Les résultats reposent sur l’analyse d’échantillons prélevés chez plus de 23 000 sujets au Canada, aux États-Unis et au Danemark. Soit 2 765 personnes provenant de la région d’Ottawa, 10 578 hommes et femmes d’origine danoise recrutés dans l’étude de Copenhague (Copenhagen City Heart Study) et 11 478 femmes et hommes recrutés aux États-Unis dans l’étude ARIC (Atherosclerosis Risk in Communities) et l’étude de Dallas (Dallas Heart Study). Dans ces trois études de validation, le lien entre la mutation génétique en cause et les coronaropathies est significatif.

Anna Helgadottir de la société deCODE genetics, dont le siège est situé à Reykjavik en Islande, et ses collègues américains de l’Université Emory d’Atlanta, de l’Université de Pennsylvanie et de l’Université Duke en Caroline du Nord ont évalué 17 000 sujets.

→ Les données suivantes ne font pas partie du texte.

//! keynote-freezer -- keep approved-font text editable, rasterize the rest.
//!
//! Entry point: argument parsing, logging setup, and wiring the Keynote
//! bridge and platform backends into the freeze pipeline.

mod cleanup;
mod cli;
mod config;
mod engine;
mod fonts;
mod keynote;
mod osascript;
mod pdf;
mod platform;
mod workspace;

use std::process::ExitCode;

use clap::Parser;

use cli::Args;
use engine::{FreezeSettings, Freezer};
use keynote::ScriptedKeynote;

fn main() -> ExitCode {
    let args = Args::parse();

    let default_level = if args.verbose { "debug" } else { "info" };
    env_logger::Builder::from_env(env_logger::Env::default().default_filter_or(default_level))
        .init();

    match run(&args) {
        Ok(()) => ExitCode::SUCCESS,
        Err(e) => {
            log::error!("{e}");
            ExitCode::FAILURE
        }
    }
}

fn run(args: &Args) -> Result<(), Box<dyn std::error::Error>> {
    log::debug!("keynote-freezer v{}", env!("CARGO_PKG_VERSION"));

    let config = args.resolve_config()?;
    let timeouts = &config.timeouts;

    let keynote = ScriptedKeynote::new(timeouts.script(), timeouts.export());
    let executor = platform::create_action_executor(config.keystrokes, timeouts.keystroke())?;
    let pasteboard = platform::create_pasteboard();

    let freezer = Freezer::new(
        &keynote,
        executor.as_ref(),
        pasteboard.as_ref(),
        FreezeSettings::from_config(&config),
    );
    let report = freezer.process(&args.input, args.out.as_deref())?;
    println!("{}", report.output.display());
    Ok(())
}
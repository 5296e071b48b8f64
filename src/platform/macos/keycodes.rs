//! `KeyCode` -> macOS virtual key code (CGKeyCode, u16).
//!
//! Key codes are physical key positions per Apple HIToolbox/Events.h.
//! They are layout-independent: this mapping assumes an ANSI keyboard,
//! which is also where Keynote's menu shortcuts are defined.

use crate::platform::KeyCode;

/// Converts a `KeyCode` to the CGKeyCode posted for it.
pub fn keycode_to_vkcode(key: KeyCode) -> u16 {
    match key {
        // Letters
        KeyCode::A => 0x00,
        KeyCode::B => 0x0B,
        KeyCode::C => 0x08,
        KeyCode::D => 0x02,
        KeyCode::E => 0x0E,
        KeyCode::F => 0x03,
        KeyCode::G => 0x05,
        KeyCode::H => 0x04,
        KeyCode::I => 0x22,
        KeyCode::J => 0x26,
        KeyCode::K => 0x28,
        KeyCode::L => 0x25,
        KeyCode::M => 0x2E,
        KeyCode::N => 0x2D,
        KeyCode::O => 0x1F,
        KeyCode::P => 0x23,
        KeyCode::Q => 0x0C,
        KeyCode::R => 0x0F,
        KeyCode::S => 0x01,
        KeyCode::T => 0x11,
        KeyCode::U => 0x20,
        KeyCode::V => 0x09,
        KeyCode::W => 0x0D,
        KeyCode::X => 0x07,
        KeyCode::Y => 0x10,
        KeyCode::Z => 0x06,

        // Top-row digits
        KeyCode::Key0 => 0x1D,
        KeyCode::Key1 => 0x12,
        KeyCode::Key2 => 0x13,
        KeyCode::Key3 => 0x14,
        KeyCode::Key4 => 0x15,
        KeyCode::Key5 => 0x17,
        KeyCode::Key6 => 0x16,
        KeyCode::Key7 => 0x1A,
        KeyCode::Key8 => 0x1C,
        KeyCode::Key9 => 0x19,
    }
}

Les deux groupes de chercheurs ont obtenu des résultats similaires.

« Cette découverte est importante pour plusieurs raisons, indique la Dre McPherson. Cette mutation génétique courante a un effet marqué sur le risque de maladie du coeur, effet qui est indépendant des autres facteurs de risque que nous connaissons déjà. Dans les pays occidentaux, les décès sont en grande partie attribuables aux maladies du coeur. Chez les hommes, le risque de cardiopathie à un moment donné de la vie est d’environ 1 sur 2, alors qu’il est de 1 sur 3 pour les femmes. Outre les facteurs de risque connus, le fait d’arriver à identifier les facteurs génétiques qui influent sur la maladie nous permettrait de repérer plus efficacement les individus qui profiteraient au maximum d’une intervention précoce visant à réduire le risque de maladie. »

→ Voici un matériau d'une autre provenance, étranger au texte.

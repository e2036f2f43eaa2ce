//! The 29-bit identifier sub-protocol used by the CBUS bootloader for
//! firmware download.
//!
//! Only one identifier range is used, written in PIC register order as
//! `:X00080004N` to `:X00080007N`. The last identifier digit selects the
//! transfer:
//!
//! ```text
//! bit 2: always set
//! bit 1: GET (1) / PUT (0)
//! bit 0: DATA (1) / CONTROL (0)
//! ```

use core::fmt;

use embedded_can::ExtendedId;
use heapless::String;
use num_enum::{IntoPrimitive, TryFromPrimitive};

use crate::{
    codec::{hex_digit_to_u8, int_from_hex, push_bytes_hex, push_hex, u8_from_hex_nibbles},
    FieldError, Frame, EXTENDED_ID_SIZE,
};

/// Frame prefix shared by all bootloader CONTROL and DATA transfers
pub const BOOT_PREFIX: &str = ":X0008000";
/// PIC-ordered identifier the bootloader answers with
pub const RESPONSE_ID: u32 = 0x8008_0004;

const SELECTOR_INDEX: usize = 9;
const BOOT_SELECTOR: u8 = 0b100;
const PAYLOAD_INDEX: usize = 2 + EXTENDED_ID_SIZE + 1;
const PAYLOAD_SIZE: usize = 8;

#[derive(Debug, Clone, PartialEq, Eq, thiserror::Error)]
#[cfg_attr(feature = "defmt", derive(defmt::Format))]
pub enum ExtendedError {
    #[error("Tried to decode a bootloader special command but it was invalid ({0:?})")]
    UnknownSpecialCommand(u8),
}

#[derive(Debug, Clone, Copy, PartialEq, Eq, IntoPrimitive, TryFromPrimitive)]
#[cfg_attr(feature = "defmt", derive(defmt::Format))]
#[repr(u8)]
pub enum Operation {
    Put = 0,
    Get = 1,
}

#[derive(Debug, Clone, Copy, PartialEq, Eq, IntoPrimitive, TryFromPrimitive)]
#[cfg_attr(feature = "defmt", derive(defmt::Format))]
#[repr(u8)]
pub enum TransferType {
    Control = 0,
    Data = 1,
}

impl fmt::Display for Operation {
    fn fmt(&self, f: &mut fmt::Formatter<'_>) -> fmt::Result {
        f.write_str(match self {
            Self::Put => "PUT",
            Self::Get => "GET",
        })
    }
}

impl fmt::Display for TransferType {
    fn fmt(&self, f: &mut fmt::Formatter<'_>) -> fmt::Result {
        f.write_str(match self {
            Self::Control => "CONTROL",
            Self::Data => "DATA",
        })
    }
}

/// Bootloader SPCMD values
#[derive(Debug, Clone, Copy, PartialEq, Eq, IntoPrimitive, TryFromPrimitive)]
#[cfg_attr(feature = "defmt", derive(defmt::Format))]
#[num_enum(error_type(name = ExtendedError, constructor = ExtendedError::UnknownSpecialCommand))]
#[repr(u8)]
pub enum SpecialCommand {
    Nop = 0,
    Reset = 1,
    ResetChecksum = 2,
    CheckRun = 3,
    BootTest = 4,
}

/// Bootloader CTLBT flags
#[derive(Debug, Clone, Copy, PartialEq, Eq, Default)]
#[cfg_attr(feature = "defmt", derive(defmt::Format))]
pub struct ControlBits(pub u8);

impl ControlBits {
    pub const WRITE_UNLOCK: u8 = 1 << 0;
    pub const ERASE_ONLY: u8 = 1 << 1;
    pub const AUTO_ERASE: u8 = 1 << 2;
    pub const AUTO_INCREMENT: u8 = 1 << 3;
    pub const ACK: u8 = 1 << 4;

    fn is_set(&self, bit: u8) -> bool {
        self.0 & bit != 0
    }

    pub fn write_unlock(&self) -> bool {
        self.is_set(Self::WRITE_UNLOCK)
    }

    pub fn erase_only(&self) -> bool {
        self.is_set(Self::ERASE_ONLY)
    }

    pub fn auto_erase(&self) -> bool {
        self.is_set(Self::AUTO_ERASE)
    }

    pub fn auto_increment(&self) -> bool {
        self.is_set(Self::AUTO_INCREMENT)
    }

    pub fn ack(&self) -> bool {
        self.is_set(Self::ACK)
    }
}

/// Payload of a CONTROL transfer
#[derive(Debug, Clone, Copy, PartialEq, Eq, Default)]
#[cfg_attr(feature = "defmt", derive(defmt::Format))]
pub struct BootControl {
    /// 24-bit program memory address
    pub address: u32,
    pub reserved: u8,
    pub ctlbt: u8,
    pub spcmd: u8,
    pub cpdtl: u8,
    pub cpdth: u8,
}

impl BootControl {
    pub fn control_bits(&self) -> ControlBits {
        ControlBits(self.ctlbt)
    }

    pub fn special_command(&self) -> Result<SpecialCommand, ExtendedError> {
        self.spcmd.try_into()
    }

    /// Checksum carried in CPDTH:CPDTL
    pub fn checksum(&self) -> u16 {
        ((self.cpdth as u16) << 8) | self.cpdtl as u16
    }

    /// The address as six hex digits, most significant first
    pub fn address_hex(&self) -> String<6> {
        let mut hex = String::new();
        // Capacity is exactly six digits
        push_hex(&mut hex, self.address, 6).ok();
        hex
    }

    fn from_payload(payload: &[u8; PAYLOAD_SIZE]) -> Self {
        Self {
            // Low, mid, high on the wire
            address: payload[0] as u32 | (payload[1] as u32) << 8 | (payload[2] as u32) << 16,
            reserved: payload[3],
            ctlbt: payload[4],
            spcmd: payload[5],
            cpdtl: payload[6],
            cpdth: payload[7],
        }
    }

    fn to_payload(self) -> [u8; PAYLOAD_SIZE] {
        [
            self.address as u8,
            (self.address >> 8) as u8,
            (self.address >> 16) as u8,
            self.reserved,
            self.ctlbt,
            self.spcmd,
            self.cpdtl,
            self.cpdth,
        ]
    }
}

#[derive(Debug, Clone, PartialEq, Eq)]
#[cfg_attr(feature = "defmt", derive(defmt::Format))]
pub enum ExtendedKind {
    Control {
        operation: Operation,
        control: BootControl,
    },
    Data {
        operation: Operation,
        data: [u8; PAYLOAD_SIZE],
    },
    /// Single status byte sent back by the bootloader
    Response(u8),
    Unknown,
}

/// A decoded extended frame
#[derive(Debug, Clone, PartialEq, Eq)]
pub struct ExtendedMessage<'a> {
    encoded: &'a str,
    kind: ExtendedKind,
}

impl<'a> ExtendedMessage<'a> {
    pub fn decode(frame: &'a str) -> Self {
        let kind = decode_kind(frame.as_bytes()).unwrap_or_else(|e| {
            log::warn!("extended frame {} could not be decoded: {}", frame, e);
            ExtendedKind::Unknown
        });

        Self {
            encoded: frame,
            kind,
        }
    }

    pub fn encoded(&self) -> &'a str {
        self.encoded
    }

    pub fn kind(&self) -> &ExtendedKind {
        &self.kind
    }

    pub fn operation(&self) -> Option<Operation> {
        match self.kind {
            ExtendedKind::Control { operation, .. } | ExtendedKind::Data { operation, .. } => {
                Some(operation)
            }
            _ => None,
        }
    }

    pub fn transfer_type(&self) -> Option<TransferType> {
        match self.kind {
            ExtendedKind::Control { .. } => Some(TransferType::Control),
            ExtendedKind::Data { .. } => Some(TransferType::Data),
            _ => None,
        }
    }

    /// The identifier as written on the wire (PIC register order)
    pub fn identifier(&self) -> Option<u32> {
        let digits = self.encoded.as_bytes().get(2..2 + EXTENDED_ID_SIZE)?;
        int_from_hex(digits).ok()
    }

    /// The 29-bit CAN identifier
    pub fn id(&self) -> Option<ExtendedId> {
        self.identifier().and_then(extended_id_from_pic)
    }
}

fn decode_kind(frame: &[u8]) -> Result<ExtendedKind, FieldError> {
    if frame.starts_with(BOOT_PREFIX.as_bytes()) {
        let selector = frame
            .get(SELECTOR_INDEX)
            .ok_or(FieldError::Truncated("identifier", EXTENDED_ID_SIZE, SELECTOR_INDEX - 2))
            .and_then(|digit| hex_digit_to_u8(*digit))?;
        let operation = if selector & 0b10 != 0 {
            Operation::Get
        } else {
            Operation::Put
        };

        let mut payload = [0u8; PAYLOAD_SIZE];
        let hex = frame
            .get(PAYLOAD_INDEX..PAYLOAD_INDEX + PAYLOAD_SIZE * 2)
            .ok_or(FieldError::Truncated(
                "payload",
                PAYLOAD_SIZE * 2,
                frame.len().saturating_sub(PAYLOAD_INDEX),
            ))?;

        for (byte, pair) in payload.iter_mut().zip(hex.chunks_exact(2)) {
            *byte = u8_from_hex_nibbles(&[pair[0], pair[1]])?;
        }

        return Ok(if selector & 0b01 != 0 {
            ExtendedKind::Data {
                operation,
                data: payload,
            }
        } else {
            ExtendedKind::Control {
                operation,
                control: BootControl::from_payload(&payload),
            }
        });
    }

    match frame.get(PAYLOAD_INDEX..PAYLOAD_INDEX + 2) {
        Some(&[msn, lsn]) => Ok(ExtendedKind::Response(u8_from_hex_nibbles(&[msn, lsn])?)),
        _ => Ok(ExtendedKind::Unknown),
    }
}

impl fmt::Display for ExtendedMessage<'_> {
    fn fmt(&self, f: &mut fmt::Formatter<'_>) -> fmt::Result {
        match &self.kind {
            ExtendedKind::Control { operation, control } => write!(
                f,
                "{operation} CONTROL address {} RESVD {} CTLBT {} SPCMD {} CPDTL {} CPDTH {}",
                control.address_hex(),
                control.reserved,
                control.ctlbt,
                control.spcmd,
                control.cpdtl,
                control.cpdth
            ),
            ExtendedKind::Data { operation, data } => {
                write!(f, "{operation} DATA")?;
                data.iter().try_for_each(|byte| write!(f, " {byte:02X}"))
            }
            ExtendedKind::Response(response) => write!(f, "response {response}"),
            ExtendedKind::Unknown => f.write_str("UNKNOWN MESSAGE"),
        }
    }
}

/* Identifiers */

/// Converts a PIC `SIDH:SIDL:EID8:EID0` register value into a 29-bit identifier
pub fn extended_id_from_pic(raw: u32) -> Option<ExtendedId> {
    let sidh = raw >> 24;
    let sidl = (raw >> 16) & 0xFF;
    let sid = (sidh << 3) | (sidl >> 5);

    ExtendedId::new((sid << 18) | ((sidl & 0x3) << 16) | (raw & 0xFFFF))
}

/// Inverse of [`extended_id_from_pic`], with the EXIDE bit set
pub fn extended_id_to_pic(id: ExtendedId) -> u32 {
    let raw = id.as_raw();
    let sid = raw >> 18;
    let sidl = ((sid & 0x7) << 5) | 0x08 | ((raw >> 16) & 0x3);

    ((sid >> 3) << 24) | (sidl << 16) | (raw & 0xFFFF)
}

/* Encoding */

fn push_boot_prefix(frame: &mut Frame, operation: Operation, transfer: TransferType) -> Result<(), FieldError> {
    let selector = BOOT_SELECTOR | (u8::from(operation) << 1) | u8::from(transfer);

    frame.push_str(BOOT_PREFIX).map_err(|_| FieldError::BufferFull)?;
    push_hex(frame, selector as u32, 1)?;
    frame.push('N').map_err(|_| FieldError::BufferFull)
}

pub fn encode_control(operation: Operation, control: &BootControl) -> Result<Frame, FieldError> {
    let mut frame = Frame::new();

    push_boot_prefix(&mut frame, operation, TransferType::Control)?;
    push_bytes_hex(&mut frame, &control.to_payload())?;
    frame.push(';').map_err(|_| FieldError::BufferFull)?;

    Ok(frame)
}

pub fn encode_data(operation: Operation, data: &[u8; PAYLOAD_SIZE]) -> Result<Frame, FieldError> {
    let mut frame = Frame::new();

    push_boot_prefix(&mut frame, operation, TransferType::Data)?;
    push_bytes_hex(&mut frame, data)?;
    frame.push(';').map_err(|_| FieldError::BufferFull)?;

    Ok(frame)
}

pub fn encode_put_control(control: &BootControl) -> Result<Frame, FieldError> {
    encode_control(Operation::Put, control)
}

pub fn encode_put_data(data: &[u8; PAYLOAD_SIZE]) -> Result<Frame, FieldError> {
    encode_data(Operation::Put, data)
}

/// The bootloader's one byte reply, e.g. `:X80080004N01;`
pub fn encode_response(response: u8) -> Result<Frame, FieldError> {
    let mut frame = Frame::new();

    frame.push_str(":X").map_err(|_| FieldError::BufferFull)?;
    push_hex(&mut frame, RESPONSE_ID, EXTENDED_ID_SIZE)?;
    frame.push('N').map_err(|_| FieldError::BufferFull)?;
    push_hex(&mut frame, response as u32, 2)?;
    frame.push(';').map_err(|_| FieldError::BufferFull)?;

    Ok(frame)
}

Le haut du graphique représente un brin d’ADN; on y voit les marqueurs qui balisent la piste génétique de la maladie. La moitié inférieure de l’image représente une partie de la micropuce contenant le matériel génétique humain.

L’équipe scientifique de recherche de l’Institut de cardiologie est formée de la Dre McPherson, endocrinologue et biologiste moléculaire, du Dr Robert Roberts, président-directeur général de l’ICUO, lequel est à la fois cardiologue et généticien, et d’Alexandre Stewart, Ph. D., chercheur principal au Centre canadien de recherche en génétique cardiovasculaire Ruddy.

« Cette étude a levé le voile sur les prédispositions génétiques aux cardiopathies, tant et si bien que nous pourrons bientôt mettre sur pied des traitements individualisés, déclare le Dr Roberts. Les connaissances scientifiques actuelles fournissent d’excellents outils pour lutter contre les facteurs environnementaux comme l’obésité, mais l’influence des gènes sur la maladie du coeur demeure floue. À l’Institut de cardiologie, nous nous intéressons précisément à ces questions. »

L’Institut de cardiologie utilise le système d’analyse ultraperfectionné GeneChipMC d’Affymetrix, qui permet d’analyser un nombre considérable d’échantillons et d’identifier les gènes; les chercheurs peuvent ainsi mettre en évidence des profils d’expression génique. L’étude de génomique de l’ICUO est considérée comme la première étude du génome entier visant à rechercher les gènes de la maladie coronarienne à l’aide d’un nombre extrêmement élevé de marqueurs génétiques (500 000). De ce fait, on s’attend à en découvrir davantage sur les causes génétiques des coronaropathies.

Dans le cadre de cette étude, on a recruté des hommes âgés de plus de 65 ans et des femmes âgées de plus 70 ans ne présentant aucun signe ni antécédent de maladie coronarienne. Les patients retenus pour participer à l’étude souffraient quant à eux de maladie coronarienne précoce grave; les sujets présentant un diabète ou une hypercholestérolémie très élevée n’ont pas été retenus.